As a scientist, Kopelev led a research project on the history of Russian-German cultural links at the University of Wuppertal. In 1980, while he was on a study trip to West Germany, his Soviet citizenship was revoked. After 1981 Kopelev was a professor at the University of Wuppertal.

Kopelev was an honorary PhD at the University of Cologne and a winner of many international awards. In 1990 Soviet General Secretary Mikhail Gorbachev restored his Soviet citizenship.

==Personal life==
Kopelev was married for many years to Raisa Orlova, a Soviet specialist in American literature, who emigrated with him to Germany. Her memoirs were published in the United States in 1984.

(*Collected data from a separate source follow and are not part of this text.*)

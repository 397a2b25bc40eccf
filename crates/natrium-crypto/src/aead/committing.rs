//! Key-committing XChaCha20 + keyed BLAKE2b engine
//!
//! # Wire Format
//!
//! ```text
//! ┌─────────┬──────────┬───────────┬────────────────┬──────────┐
//! │ VERSION │ SALT     │ NONCE     │ ENCRYPTED      │ TAG      │
//! │ 4 bytes │ 32 bytes │ 24 bytes  │ len(plaintext) │ 32 bytes │
//! └─────────┴──────────┴───────────┴────────────────┴──────────┘
//! ```
//!
//! # Key Schedule
//!
//! ```text
//! PRK     = BLAKE2b-256(key, key = zeros)
//! encKey  = BLAKE2b-256("EncryptionKey"     ‖ salt ‖ 0x01, key = PRK)
//! authKey = BLAKE2b-256("AuthenticationKey" ‖ salt ‖ 0x01, key = PRK)
//! tag     = BLAKE2b-256(PAE(VERSION, salt, nonce, aad, encrypted), key = authKey)
//! ```
//!
//! The tag is a collision-resistant keyed hash over everything, so a
//! ciphertext cannot be crafted that verifies under two different keys.
//!
//! Decryption verifies the tag before deriving the encryption key; a
//! forged ciphertext never reaches the stream cipher.

use chacha20::{
    XChaCha20,
    cipher::{KeyIvInit, StreamCipher},
};
use subtle::ConstantTimeEq;
use zeroize::Zeroizing;

use super::{AeadStrategy, Algorithm, check_min_len};
use crate::{
    encoding::Ciphertext,
    entropy::Entropy,
    error::CryptoError,
    kdf,
    keys::{Key, SharedKey},
    pae,
};

/// Version header of every ciphertext
pub const VERSION: [u8; 4] = *b"nt01";

/// Per-message salt length
pub const SALT_BYTES: usize = 32;

/// XChaCha20 nonce length
pub const NONCE_BYTES: usize = 24;

/// Keyed BLAKE2b tag length
pub const TAG_BYTES: usize = 32;

/// Length of a ciphertext for the empty plaintext
pub const MIN_CIPHERTEXT_BYTES: usize = VERSION.len() + SALT_BYTES + NONCE_BYTES + TAG_BYTES;

const ENCRYPTION_KEY_INFO: &[u8] = b"EncryptionKey";
const AUTHENTICATION_KEY_INFO: &[u8] = b"AuthenticationKey";

/// Default strategy: key-committing XChaCha20 with a keyed BLAKE2b tag.
#[derive(Debug, Clone, Copy, Default)]
pub struct XChaCha20Blake2bStrategy;

impl XChaCha20Blake2bStrategy {
    /// Encrypt with caller-supplied salt and nonce.
    ///
    /// Salt and nonce MUST be fresh random values for every message.
    pub(crate) fn seal_with(
        key: &SharedKey,
        plaintext: &[u8],
        aad: &[u8],
        salt: &[u8; SALT_BYTES],
        nonce: &[u8; NONCE_BYTES],
    ) -> Ciphertext {
        let prk = kdf::extract(key.bytes());
        let encryption_key = kdf::expand(&prk, ENCRYPTION_KEY_INFO, salt);
        let authentication_key = kdf::expand(&prk, AUTHENTICATION_KEY_INFO, salt);

        let mut out = Vec::with_capacity(MIN_CIPHERTEXT_BYTES + plaintext.len());
        out.extend_from_slice(&VERSION);
        out.extend_from_slice(salt);
        out.extend_from_slice(nonce);

        let body_start = out.len();
        out.extend_from_slice(plaintext);
        apply_keystream(&encryption_key, nonce, &mut out[body_start..]);

        let tag = compute_tag(&authentication_key, salt, nonce, aad, &out[body_start..]);
        out.extend_from_slice(tag.as_slice());

        Ciphertext::new(out)
    }
}

impl AeadStrategy for XChaCha20Blake2bStrategy {
    fn algorithm(&self) -> Algorithm {
        Algorithm::XChaCha20Blake2b
    }

    fn min_ciphertext_len(&self) -> usize {
        MIN_CIPHERTEXT_BYTES
    }

    fn encrypt(
        &self,
        key: &SharedKey,
        plaintext: &[u8],
        aad: &[u8],
        entropy: &dyn Entropy,
    ) -> Result<Ciphertext, CryptoError> {
        let mut salt = [0u8; SALT_BYTES];
        let mut nonce = [0u8; NONCE_BYTES];
        entropy.fill(&mut salt);
        entropy.fill(&mut nonce);

        Ok(Self::seal_with(key, plaintext, aad, &salt, &nonce))
    }

    fn decrypt(
        &self,
        key: &SharedKey,
        ciphertext: &[u8],
        aad: &[u8],
    ) -> Result<Vec<u8>, CryptoError> {
        check_min_len(ciphertext, MIN_CIPHERTEXT_BYTES)?;

        let Some((version, rest)) = ciphertext.split_first_chunk::<4>() else {
            unreachable!("length checked above");
        };
        if !bool::from(version.ct_eq(&VERSION)) {
            return Err(CryptoError::InvalidVersionHeader);
        }

        let Some((salt, rest)) = rest.split_first_chunk::<SALT_BYTES>() else {
            unreachable!("length checked above");
        };
        let Some((nonce, rest)) = rest.split_first_chunk::<NONCE_BYTES>() else {
            unreachable!("length checked above");
        };
        let Some((encrypted, tag)) = rest.split_last_chunk::<TAG_BYTES>() else {
            unreachable!("length checked above");
        };

        let prk = kdf::extract(key.bytes());
        let authentication_key = kdf::expand(&prk, AUTHENTICATION_KEY_INFO, salt);
        let expected = compute_tag(&authentication_key, salt, nonce, aad, encrypted);

        if !bool::from(expected.as_slice().ct_eq(tag.as_slice())) {
            return Err(CryptoError::AuthenticationFailure);
        }

        let encryption_key = kdf::expand(&prk, ENCRYPTION_KEY_INFO, salt);
        let mut plaintext = encrypted.to_vec();
        apply_keystream(&encryption_key, nonce, &mut plaintext);

        Ok(plaintext)
    }
}

fn apply_keystream(key: &[u8; kdf::OUTPUT_BYTES], nonce: &[u8; NONCE_BYTES], buffer: &mut [u8]) {
    let mut cipher = XChaCha20::new(key.into(), nonce.into());
    cipher.apply_keystream(buffer);
}

fn compute_tag(
    authentication_key: &[u8; kdf::OUTPUT_BYTES],
    salt: &[u8; SALT_BYTES],
    nonce: &[u8; NONCE_BYTES],
    aad: &[u8],
    encrypted: &[u8],
) -> Zeroizing<[u8; TAG_BYTES]> {
    let input = pae::encode(&[&VERSION, salt, nonce, aad, encrypted]);
    kdf::keyed_hash(authentication_key, &[input.as_slice()])
}

#[cfg(test)]
mod tests {
    use super::*;
    use crate::{encoding::BinaryString, entropy::SystemEntropy};

    const SALT: [u8; SALT_BYTES] = [0x11; SALT_BYTES];
    const NONCE: [u8; NONCE_BYTES] = [0x22; NONCE_BYTES];

    fn test_key() -> SharedKey {
        SharedKey::from_array([0x42; 32])
    }

    #[test]
    fn layout() {
        let ciphertext =
            XChaCha20Blake2bStrategy::seal_with(&test_key(), b"hello", b"", &SALT, &NONCE);
        let bytes = ciphertext.as_bytes();

        assert_eq!(bytes.len(), MIN_CIPHERTEXT_BYTES + 5);
        assert_eq!(&bytes[..4], b"nt01");
        assert_eq!(&bytes[4..36], &SALT);
        assert_eq!(&bytes[36..60], &NONCE);
        assert_ne!(&bytes[60..65], b"hello");
    }

    #[test]
    fn min_length_is_92() {
        assert_eq!(MIN_CIPHERTEXT_BYTES, 92);
    }

    #[test]
    fn seal_with_is_deterministic() {
        let a = XChaCha20Blake2bStrategy::seal_with(&test_key(), b"data", b"aad", &SALT, &NONCE);
        let b = XChaCha20Blake2bStrategy::seal_with(&test_key(), b"data", b"aad", &SALT, &NONCE);
        assert_eq!(a, b);
    }

    #[test]
    fn stream_matches_raw_xchacha20() {
        let key = test_key();
        let ciphertext = XChaCha20Blake2bStrategy::seal_with(&key, &[0u8; 16], b"", &SALT, &NONCE);

        // Encrypting zeros exposes the keystream under encKey
        let prk = kdf::extract(key.bytes());
        let encryption_key = kdf::expand(&prk, ENCRYPTION_KEY_INFO, &SALT);
        let mut keystream = [0u8; 16];
        apply_keystream(&encryption_key, &NONCE, &mut keystream);

        assert_eq!(&ciphertext.as_bytes()[60..76], &keystream);
    }

    #[test]
    fn round_trip_with_aad() {
        let key = SharedKey::generate(&SystemEntropy);
        let strategy = XChaCha20Blake2bStrategy;

        let ciphertext = strategy.encrypt(&key, b"secret", b"header", &SystemEntropy).unwrap();
        let plaintext = strategy.decrypt(&key, ciphertext.as_bytes(), b"header").unwrap();

        assert_eq!(plaintext, b"secret");
    }

    #[test]
    fn empty_plaintext() {
        let key = test_key();
        let strategy = XChaCha20Blake2bStrategy;

        let ciphertext = strategy.encrypt(&key, b"", b"", &SystemEntropy).unwrap();
        assert_eq!(ciphertext.len(), MIN_CIPHERTEXT_BYTES);
        assert!(strategy.decrypt(&key, ciphertext.as_bytes(), b"").unwrap().is_empty());
    }

    #[test]
    fn encryption_is_randomized() {
        let key = test_key();
        let strategy = XChaCha20Blake2bStrategy;

        let a = strategy.encrypt(&key, b"same", b"", &SystemEntropy).unwrap();
        let b = strategy.encrypt(&key, b"same", b"", &SystemEntropy).unwrap();
        assert_ne!(a, b);
    }

    #[test]
    fn wrong_aad_fails() {
        let key = test_key();
        let ciphertext = XChaCha20Blake2bStrategy::seal_with(&key, b"data", b"a", &SALT, &NONCE);

        assert_eq!(
            XChaCha20Blake2bStrategy.decrypt(&key, ciphertext.as_bytes(), b"b").unwrap_err(),
            CryptoError::AuthenticationFailure
        );
    }

    #[test]
    fn wrong_key_fails() {
        let ciphertext =
            XChaCha20Blake2bStrategy::seal_with(&test_key(), b"data", b"", &SALT, &NONCE);
        let other = SharedKey::from_array([0x43; 32]);

        assert_eq!(
            XChaCha20Blake2bStrategy.decrypt(&other, ciphertext.as_bytes(), b"").unwrap_err(),
            CryptoError::AuthenticationFailure
        );
    }

    #[test]
    fn corrupted_version_is_rejected() {
        let key = test_key();
        let mut bytes =
            XChaCha20Blake2bStrategy::seal_with(&key, b"data", b"", &SALT, &NONCE).into_bytes();
        bytes[0] = b'x';

        assert_eq!(
            XChaCha20Blake2bStrategy.decrypt(&key, &bytes, b"").unwrap_err(),
            CryptoError::InvalidVersionHeader
        );
    }

    #[test]
    fn short_input_is_rejected_before_version_check() {
        assert_eq!(
            XChaCha20Blake2bStrategy.decrypt(&test_key(), &[0u8; 91], b"").unwrap_err(),
            CryptoError::MessageTooShort { minimum: 92, actual: 91 }
        );
    }

    #[test]
    fn tag_tampering_is_detected() {
        let key = test_key();
        let mut bytes =
            XChaCha20Blake2bStrategy::seal_with(&key, b"data", b"", &SALT, &NONCE).into_bytes();
        let last = bytes.len() - 1;
        bytes[last] ^= 0x80;

        assert_eq!(
            XChaCha20Blake2bStrategy.decrypt(&key, &bytes, b"").unwrap_err(),
            CryptoError::AuthenticationFailure
        );
    }
}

Lev had a brother by the name of Simon Kopelev (Симон Копелев). Simon is survived by his son Nikolai S. Kopelev and his grandson Samuel Luke Nicholas Kopelev.

==Death==
Lev Kopelev died in Cologne, Germany on 18 June 1997 at the age of 85, and was buried in the New Donskoy Cemetery in Moscow.

==Bibliography==
- Books
- We lived in Moscow (Мы жили в Москве), 1974
- The Education of a True Believer, lit. And madest thyself an idol ("И сотворил себе кумира"), 1976
- To Be Preserved Forever ("Хранить вечно"), 1976
- Ease My Sorrows: A Memoir, lit. nourish my sorrows ("Утоли моя печали"), 1981
- No jail for thought, lit. about truth and tolerance ("О правде и терпимости"), 1982
- Holy Doctor Fyodor Petrovich ("Святой доктор Федор Петрович"), 1985

- Articles
- Kopelew, Lew (1972). "Rilke in Rußland : Die Wechselbeziehungen zwischen russischer und deutscher Literatur sind jahrhundertealt"
- Kopelev, Lev (1977). "The political, social, and religious thought of Russian "samizdat" – an anthology"
- Kopelev, Lev (2013)
- Kopelew, Lew (1981). "Die Polen sind ein großartiges Volk : Der ausgebürgerte Sowjet-Schriftsteller Lew Kopelew über Dissidenten, die Sowjet-Union und Polen"
- Orlowa, Raissa (1982). "Die Erinnerungen Pjotr Grigorenkos : Der Hauptheld ist die Wahrheit"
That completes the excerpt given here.